> WHAT IS EXPECTED:
Transcribe, word for word and without additions, each line below from the one containing "pub struct Executor" through the one containing "pub fn detect(db: Arc<dyn", both ends included.

> WORKING DATA:
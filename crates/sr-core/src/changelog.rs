//! Change-log and change-log-lock row models
//!
//! The change-log table records every applied change set, keyed by the
//! `(ID, AUTHOR, FILENAME)` triple. The lock table holds exactly one row
//! with `ID = 1` once initialised.

use std::fmt;
use std::str::FromStr;

use chrono::NaiveDateTime;
use serde::{Deserialize, Serialize};

use crate::error::{CoreError, CoreResult};

/// Fixed ID of the single lock row.
pub const LOCK_ROW_ID: i32 = 1;

/// Width of the `MD5SUM` column.
pub const CHECKSUM_MAX_LEN: usize = 35;

/// Change-log columns in table order.
pub const CHANGELOG_COLUMNS: [&str; 14] = [
    "ID",
    "AUTHOR",
    "FILENAME",
    "DATEEXECUTED",
    "ORDEREXECUTED",
    "EXECTYPE",
    "MD5SUM",
    "DESCRIPTION",
    "COMMENTS",
    "TAG",
    "LIQUIBASE",
    "CONTEXTS",
    "LABELS",
    "DEPLOYMENT_ID",
];

/// Lock table columns in table order.
pub const LOCK_COLUMNS: [&str; 4] = ["ID", "LOCKED", "LOCKGRANTED", "LOCKEDBY"];

/// Composite key of a change-log row.
#[derive(Debug, Clone, PartialEq, Eq, Hash, Serialize, Deserialize)]
pub struct ChangeSetId {
    pub id: String,
    pub author: String,
    pub filename: String,
}

impl ChangeSetId {
    pub fn new(
        id: impl Into<String>,
        author: impl Into<String>,
        filename: impl Into<String>,
    ) -> Self {
        Self {
            id: id.into(),
            author: author.into(),
            filename: filename.into(),
        }
    }
}

impl fmt::Display for ChangeSetId {
    fn fmt(&self, f: &mut fmt::Formatter<'_>) -> fmt::Result {
        write!(f, "{}::{}::{}", self.filename, self.id, self.author)
    }
}

/// How a change set was executed
#[derive(Debug, Clone, Copy, PartialEq, Eq, Hash, Serialize, Deserialize)]
#[serde(rename_all = "SCREAMING_SNAKE_CASE")]
pub enum ExecType {
    Executed,
    Failed,
    Skipped,
    Reran,
    MarkRan,
}

impl ExecType {
    /// Value stored in the `EXECTYPE` column
    pub fn as_str(self) -> &'static str {
        match self {
            ExecType::Executed => "EXECUTED",
            ExecType::Failed => "FAILED",
            ExecType::Skipped => "SKIPPED",
            ExecType::Reran => "RERAN",
            ExecType::MarkRan => "MARK_RAN",
        }
    }
}

impl fmt::Display for ExecType {
    fn fmt(&self, f: &mut fmt::Formatter<'_>) -> fmt::Result {
        f.write_str(self.as_str())
    }
}

impl FromStr for ExecType {
    type Err = CoreError;

    fn from_str(s: &str) -> CoreResult<Self> {
        match s.trim().to_ascii_uppercase().as_str() {
            "EXECUTED" => Ok(ExecType::Executed),
            "FAILED" => Ok(ExecType::Failed),
            "SKIPPED" => Ok(ExecType::Skipped),
            "RERAN" => Ok(ExecType::Reran),
            "MARK_RAN" => Ok(ExecType::MarkRan),
            _ => Err(CoreError::InvalidExecType(s.to_string())),
        }
    }
}

/// Versioned change-set check-sum, stored as `<version>:<hex digest>`.
#[derive(Debug, Clone, PartialEq, Eq, Hash)]
pub struct CheckSum {
    version: u8,
    digest: String,
}

impl CheckSum {
    /// Build a check-sum from its parts, validating the stored form.
    pub fn new(version: u8, digest: impl Into<String>) -> CoreResult<Self> {
        let digest = digest.into();
        let value = format!("{version}:{digest}");
        if version == 0 {
            return Err(invalid_checksum(&value, "version must be positive"));
        }
        if digest.is_empty() {
            return Err(invalid_checksum(&value, "digest is empty"));
        }
        if !digest.chars().all(|c| c.is_ascii_hexdigit()) {
            return Err(invalid_checksum(&value, "digest must be hexadecimal"));
        }
        if value.len() > CHECKSUM_MAX_LEN {
            return Err(invalid_checksum(
                &value,
                &format!("longer than {CHECKSUM_MAX_LEN} characters"),
            ));
        }
        Ok(Self {
            version,
            digest: digest.to_ascii_lowercase(),
        })
    }

    pub fn version(&self) -> u8 {
        self.version
    }

    pub fn digest(&self) -> &str {
        &self.digest
    }
}

fn invalid_checksum(value: &str, reason: &str) -> CoreError {
    CoreError::InvalidCheckSum {
        value: value.to_string(),
        reason: reason.to_string(),
    }
}

impl FromStr for CheckSum {
    type Err = CoreError;

    fn from_str(s: &str) -> CoreResult<Self> {
        let Some((version, digest)) = s.trim().split_once(':') else {
            return Err(invalid_checksum(s, "expected '<version>:<digest>'"));
        };
        let version = version
            .parse::<u8>()
            .map_err(|_| invalid_checksum(s, "version is not a number"))?;
        CheckSum::new(version, digest)
    }
}

impl fmt::Display for CheckSum {
    fn fmt(&self, f: &mut fmt::Formatter<'_>) -> fmt::Result {
        write!(f, "{}:{}", self.version, self.digest)
    }
}

/// One row of the change-log table
#[derive(Debug, Clone, PartialEq, Eq)]
pub struct ChangeLogEntry {
    pub change_set: ChangeSetId,
    pub date_executed: Option<NaiveDateTime>,
    pub order_executed: Option<i64>,
    pub exec_type: Option<ExecType>,
    pub checksum: Option<CheckSum>,
    pub description: Option<String>,
    pub comments: Option<String>,
    pub tag: Option<String>,
    /// Tool version that applied the change set (`LIQUIBASE` column)
    pub version_label: Option<String>,
    pub contexts: Option<String>,
    pub labels: Option<String>,
    pub deployment_id: Option<String>,
}

impl ChangeLogEntry {
    /// Whether this row carries a tag
    pub fn is_tagged(&self) -> bool {
        self.tag.as_deref().is_some_and(|t| !t.is_empty())
    }
}

/// The single row of the change-log lock table
#[derive(Debug, Clone, PartialEq, Eq)]
pub struct LockRow {
    pub id: i32,
    pub locked: bool,
    pub granted: Option<NaiveDateTime>,
    pub locked_by: Option<String>,
}

#[cfg(test)]
#[path = "changelog_test.rs"]
mod tests;
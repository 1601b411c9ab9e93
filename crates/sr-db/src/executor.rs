//! Statement executor
//!
//! Resolves statements to SQL through the generator registry and runs
//! the fragments one after another on the database. No transaction is
//! opened; a failure part-way leaves earlier fragments applied.

use std::sync::Arc;

use sr_core::config::redact_url;
use sr_core::dialect::builtin_dialects;
use sr_core::{detect_dialect, ChangeLogContext, Config, DatabaseConnection, Dialect};
use sr_sql::{GeneratorContext, GeneratorRegistry, Sql, Statement};

use crate::error::{DbError, DbResult};
use crate::traits::{Database, Rows};

/// Runs generated SQL against one database for one migration run
pub struct Executor {
    db: Arc<dyn Database>,
    registry: GeneratorRegistry,
    dialect: &'static dyn Dialect,
    changelog: ChangeLogContext,
}

impl Executor {
    /// Executor using every built-in generator
    pub fn new(
        db: Arc<dyn Database>,
        dialect: &'static dyn Dialect,
        changelog: ChangeLogContext,
    ) -> Self {
        Self::with_registry(db, dialect, changelog, GeneratorRegistry::with_starrocks())
    }

    pub fn with_registry(
        db: Arc<dyn Database>,
        dialect: &'static dyn Dialect,
        changelog: ChangeLogContext,
        registry: GeneratorRegistry,
    ) -> Self {
        Self {
            db,
            registry,
            dialect,
            changelog,
        }
    }

    /// Executor for whichever built-in dialect recognises `db`
    pub fn detect(db: Arc<dyn Database>, changelog: ChangeLogContext) -> DbResult<Self> {
        let dialect = detect_dialect(db.connection(), &builtin_dialects()).ok_or_else(|| {
            DbError::UnsupportedDatabase(
                db.connection()
                    .url()
                    .map(|url| redact_url(&url))
                    .unwrap_or_else(|| db.db_type().to_string()),
            )
        })?;
        Ok(Self::new(db, dialect, changelog))
    }

    /// Executor configured from `config`; a configured dialect skips detection
    pub fn from_config(db: Arc<dyn Database>, config: &Config) -> DbResult<Self> {
        let changelog = config.changelog_context()?;
        match config.dialect {
            Some(tag) => Ok(Self::new(db, tag.dialect(), changelog)),
            None => Self::detect(db, changelog),
        }
    }

    pub fn db(&self) -> &dyn Database {
        self.db.as_ref()
    }

    pub fn dialect(&self) -> &'static dyn Dialect {
        self.dialect
    }

    pub fn changelog(&self) -> &ChangeLogContext {
        &self.changelog
    }

    pub fn context(&self) -> GeneratorContext<'_> {
        GeneratorContext::new(self.dialect, &self.changelog)
    }

    /// SQL the registry produces for `statement`
    pub fn generate(&self, statement: &Statement) -> DbResult<Vec<Sql>> {
        Ok(self.registry.generate(statement, &self.context())?)
    }

    /// Run every fragment of `statement` in order; returns total affected rows
    pub async fn execute(&self, statement: &Statement) -> DbResult<u64> {
        let mut affected = 0;
        for sql in self.generate(statement)? {
            log::debug!("Executing {}: {}", statement.kind(), sql);
            affected += self.db.execute(sql.text()).await?;
        }
        Ok(affected)
    }

    /// Run a statement that renders to exactly one query
    pub async fn query(&self, statement: &Statement) -> DbResult<Rows> {
        let mut fragments = self.generate(statement)?;
        if fragments.len() != 1 {
            return Err(DbError::Internal(format!(
                "{} rendered {} statements, expected one query",
                statement.kind(),
                fragments.len()
            )));
        }
        let sql = fragments.remove(0);
        log::debug!("Querying {}: {}", statement.kind(), sql);
        self.db.query_rows(sql.text()).await
    }
}

#[cfg(test)]
#[path = "executor_test.rs"]
mod tests;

> TASK SOLUTION:
pub struct Executor {
    db: Arc<dyn Database>,
    registry: GeneratorRegistry,
    dialect: &'static dyn Dialect,
    changelog: ChangeLogContext,
}

impl Executor {
    /// Executor using every built-in generator
    pub fn new(
        db: Arc<dyn Database>,
        dialect: &'static dyn Dialect,
        changelog: ChangeLogContext,
    ) -> Self {
        Self::with_registry(db, dialect, changelog, GeneratorRegistry::with_starrocks())
    }

    pub fn with_registry(
        db: Arc<dyn Database>,
        dialect: &'static dyn Dialect,
        changelog: ChangeLogContext,
        registry: GeneratorRegistry,
    ) -> Self {
        Self {
            db,
            registry,
            dialect,
            changelog,
        }
    }

    /// Executor for whichever built-in dialect recognises `db`
    pub fn detect(db: Arc<dyn Database>, changelog: ChangeLogContext) -> DbResult<Self> {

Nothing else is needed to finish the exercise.